01:16Unfortunately, when the prey is big, of course the one thread is not necessary, but this is what
01:24actually poses a challenge to the spiders. The logic is exactly the same as before. So the spider
01:30produce thread as elastic and it pretensions them. Then it attaches this thread to the prey. And this is
01:39pretty cool because it's one of the few cases where the spider is actively involved in the hunting
01:47by means of the web. It's no more a trap, a passive trap, in the sense that the web works perfectly as
01:53it is, but the spider is getting involved too. Because normally the spiders are just sitting and
01:59waiting for the prey that enters the web. And that's it. As you can see, the structure of this web is
02:06particularly complicated. There are different types of silk. So each part of the web has its own silk
02:15for that specific function. These are the supporting threads.
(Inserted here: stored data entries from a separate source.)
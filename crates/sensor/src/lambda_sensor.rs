use serde::{Deserialize, Serialize};
use simcore::ConfigError;

/// Half the voltage swing of the characteristic around the setpoint (V).
pub const VOLTAGE_SWING_V: f64 = 0.45;

/// Steepness of the switching curve around lambda = 1.
pub const CURVE_STEEPNESS: f64 = 20.0;

#[derive(Debug, Clone, Copy, PartialEq, Serialize, Deserialize)]
#[serde(default)]
pub struct SensorParameters {
    /// Time constant while the voltage falls (rich -> lean) (s)
    pub tau_rich_to_lean_s: f64,
    /// Time constant while the voltage rises (lean -> rich) (s)
    pub tau_lean_to_rich_s: f64,
}

impl Default for SensorParameters {
    fn default() -> Self {
        SensorParameters {
            tau_rich_to_lean_s: 0.050,
            tau_lean_to_rich_s: 0.080,
        }
    }
}

impl SensorParameters {
    pub fn validate(&self) -> Result<(), ConfigError> {
        ConfigError::require_positive("tau_rich_to_lean_s", self.tau_rich_to_lean_s)?;
        ConfigError::require_positive("tau_lean_to_rich_s", self.tau_lean_to_rich_s)?;
        Ok(())
    }

    /// Require `dt / tau <= 1` for both time constants so the lag never overshoots.
    pub fn check_step(&self, dt: f64) -> Result<(), ConfigError> {
        let tau = self.tau_rich_to_lean_s.min(self.tau_lean_to_rich_s);
        if dt > tau {
            return Err(ConfigError::LagStep { scan_interval: dt, tau });
        }
        Ok(())
    }

    /// Time constant for a pending change of `delta` volts.
    pub fn select_tau(&self, delta: f64) -> f64 {
        match LagDirection::from_delta(delta) {
            LagDirection::LeanToRich => self.tau_lean_to_rich_s,
            LagDirection::RichToLean => self.tau_rich_to_lean_s,
        }
    }
}

#[derive(Debug, Clone, Copy, PartialEq, Eq)]
pub enum LagDirection {
    /// Voltage rising
    LeanToRich,
    /// Voltage falling or flat
    RichToLean,
}

impl LagDirection {
    pub fn from_delta(delta: f64) -> Self {
        if delta > 0.0 {
            LagDirection::LeanToRich
        } else {
            LagDirection::RichToLean
        }
    }
}

/// Static switching curve: high voltage when rich, low when lean, `setpoint` at lambda = 1.
pub fn characteristic(lambda: f64, setpoint: f64) -> f64 {
    setpoint + VOLTAGE_SWING_V * (CURVE_STEEPNESS * (1.0 - lambda)).tanh()
}

fn first_order_lag(prior: f64, target: f64, dt: f64, tau: f64) -> f64 {
    prior + (dt / tau) * (target - prior)
}

#[derive(Debug, Clone, Copy, PartialEq)]
pub struct SensorReading {
    pub ideal_voltage: f64,
    pub filtered_voltage: f64,
    pub direction: LagDirection,
    /// Time constant used for this update (s)
    pub tau: f64,
}

impl SensorReading {
    /// Voltage seen by the ECU once EMI is superimposed
    pub fn measured(&self, emi_noise: f64) -> f64 {
        self.filtered_voltage + emi_noise
    }
}

#[derive(Debug, Clone)]
pub struct LambdaSensor {
    params: SensorParameters,
}

impl LambdaSensor {
    pub fn new(params: SensorParameters) -> Self {
        LambdaSensor { params }
    }

    /// Run the characteristic and one lag update from `prior_filtered`.
    ///
    /// The time constant is chosen from this cycle's delta only.
    pub fn measure(&self, lambda: f64, setpoint: f64, prior_filtered: f64, dt: f64) -> SensorReading {
        let ideal_voltage = characteristic(lambda, setpoint);
        let delta = ideal_voltage - prior_filtered;
        let tau = self.params.select_tau(delta);

        SensorReading {
            ideal_voltage,
            filtered_voltage: first_order_lag(prior_filtered, ideal_voltage, dt, tau),
            direction: LagDirection::from_delta(delta),
            tau,
        }
    }

    pub fn parameters(&self) -> &SensorParameters {
        &self.params
    }
}

#[cfg(test)]
mod tests {
    use super::*;
    use approx::assert_abs_diff_eq;

    #[test]
    fn test_characteristic_shape() {
        assert_eq!(characteristic(1.0, 0.45), 0.45);
        assert!(characteristic(0.9, 0.45) > 0.88);
        assert!(characteristic(1.1, 0.45) < 0.02);

        // Monotonically decreasing in lambda
        let mut prev = f64::INFINITY;
        for i in 0..200 {
            let v = characteristic(0.8 + i as f64 * 0.002, 0.45);
            assert!(v <= prev);
            prev = v;
        }
    }

    #[test]
    fn test_select_tau_by_direction() {
        let params = SensorParameters::default();
        assert_eq!(params.select_tau(0.1), 0.080);
        assert_eq!(params.select_tau(-0.1), 0.050);
        assert_eq!(params.select_tau(0.0), 0.050);
    }

    #[test]
    fn test_lean_step_from_rest() {
        // Idle operating point: 10 g/s air, 0.66 g/s fuel
        let sensor = LambdaSensor::new(SensorParameters::default());
        let lambda = (10.0 / 0.66) / 14.7;
        let reading = sensor.measure(lambda, 0.45, 0.45, 0.02);

        assert_abs_diff_eq!(reading.ideal_voltage, 0.203782, epsilon = 1e-5);
        assert_eq!(reading.direction, LagDirection::RichToLean);
        assert_eq!(reading.tau, 0.050);
        // alpha = 0.4
        assert_abs_diff_eq!(
            reading.filtered_voltage,
            0.45 + 0.4 * (reading.ideal_voltage - 0.45),
            epsilon = 1e-12
        );
        assert_abs_diff_eq!(reading.filtered_voltage, 0.351513, epsilon = 1e-5);
    }

    #[test]
    fn test_rising_voltage_uses_slow_tau() {
        let sensor = LambdaSensor::new(SensorParameters::default());
        let reading = sensor.measure(0.95, 0.45, 0.2, 0.02);

        assert!(reading.ideal_voltage > 0.2);
        assert_eq!(reading.direction, LagDirection::LeanToRich);
        assert_eq!(reading.tau, 0.080);
        assert_abs_diff_eq!(
            reading.filtered_voltage,
            0.2 + 0.25 * (reading.ideal_voltage - 0.2),
            epsilon = 1e-12
        );
    }

    #[test]
    fn test_tau_is_reselected_every_update() {
        let sensor = LambdaSensor::new(SensorParameters::default());
        let rising = sensor.measure(0.9, 0.45, 0.1, 0.02);
        let falling = sensor.measure(1.1, 0.45, rising.filtered_voltage, 0.02);
        assert_eq!(rising.tau, 0.080);
        assert_eq!(falling.tau, 0.050);
    }

    #[test]
    fn test_noise_is_additive() {
        let sensor = LambdaSensor::new(SensorParameters::default());
        let reading = sensor.measure(1.0, 0.45, 0.45, 0.02);
        assert_abs_diff_eq!(reading.measured(0.01), reading.filtered_voltage + 0.01);
    }

    #[test]
    fn test_step_must_not_exceed_fastest_tau() {
        let params = SensorParameters::default();
        assert!(params.check_step(0.020).is_ok());
        assert!(params.check_step(0.050).is_ok());
        assert_eq!(
            params.check_step(0.2),
            Err(ConfigError::LagStep { scan_interval: 0.2, tau: 0.050 })
        );
    }

    #[test]
    fn test_time_constants_must_be_positive() {
        let zero = SensorParameters { tau_rich_to_lean_s: 0.0, ..Default::default() };
        assert!(matches!(
            zero.validate(),
            Err(ConfigError::NonPositive { name: "tau_rich_to_lean_s", .. })
        ));
        let negative = SensorParameters { tau_lean_to_rich_s: -0.08, ..Default::default() };
        assert!(negative.validate().is_err());
    }
}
And as you can see, there are two types of
02:21threads, two threads in these supporting threads. One thread is produced by a gland. The other one is
02:28produced by another gland. The very same thread, but this thread is coated with these droplets that are
02:37produced by another type of silk. And we have three types of silk. Where the spider joins together these
02:44threads, it uses this kind of cement-like silk, which is another type of silk. So four different types of silk
02:53are used to produce this frame. It also wraps the prey because it has also to mobilise locally the
03:00prey in order to avoid the prey to move too much. And it uses another type of silk to wrap it. Normally
03:08material scientists go crazy with this because the spider is a perfect factory of silk. It produces
03:14multifunctional materials in less than milliseconds, each own optimised for that property. So it's
03:22crazy. They are like machines. They are super efficient. And there are like 49,000 different
03:31species of spider. Each one produces different type of silk with different properties up to the
03:37species, up to the individual. So basically we do not know nothing about silk. When you do start
03:43studying in-depth things, you realise that you don't know anything about them. And I don't know, we use
03:48two species of spider. There are other species of spider, as I said before, that must be investigated
03:53from this point of view. There are also other type of prey that may behave differently. So this was just
04:00the first insights in this direction, but there are tons of possible questions that can be answered.
04:09So even though scientists now have a better idea as to how the spiders are able to trap
04:14large prey and actually lift it up off the ground, there are still a lot of unanswered questions about
04:22how exactly the spiders make all these different types of silk and what are the limits of how they can use them.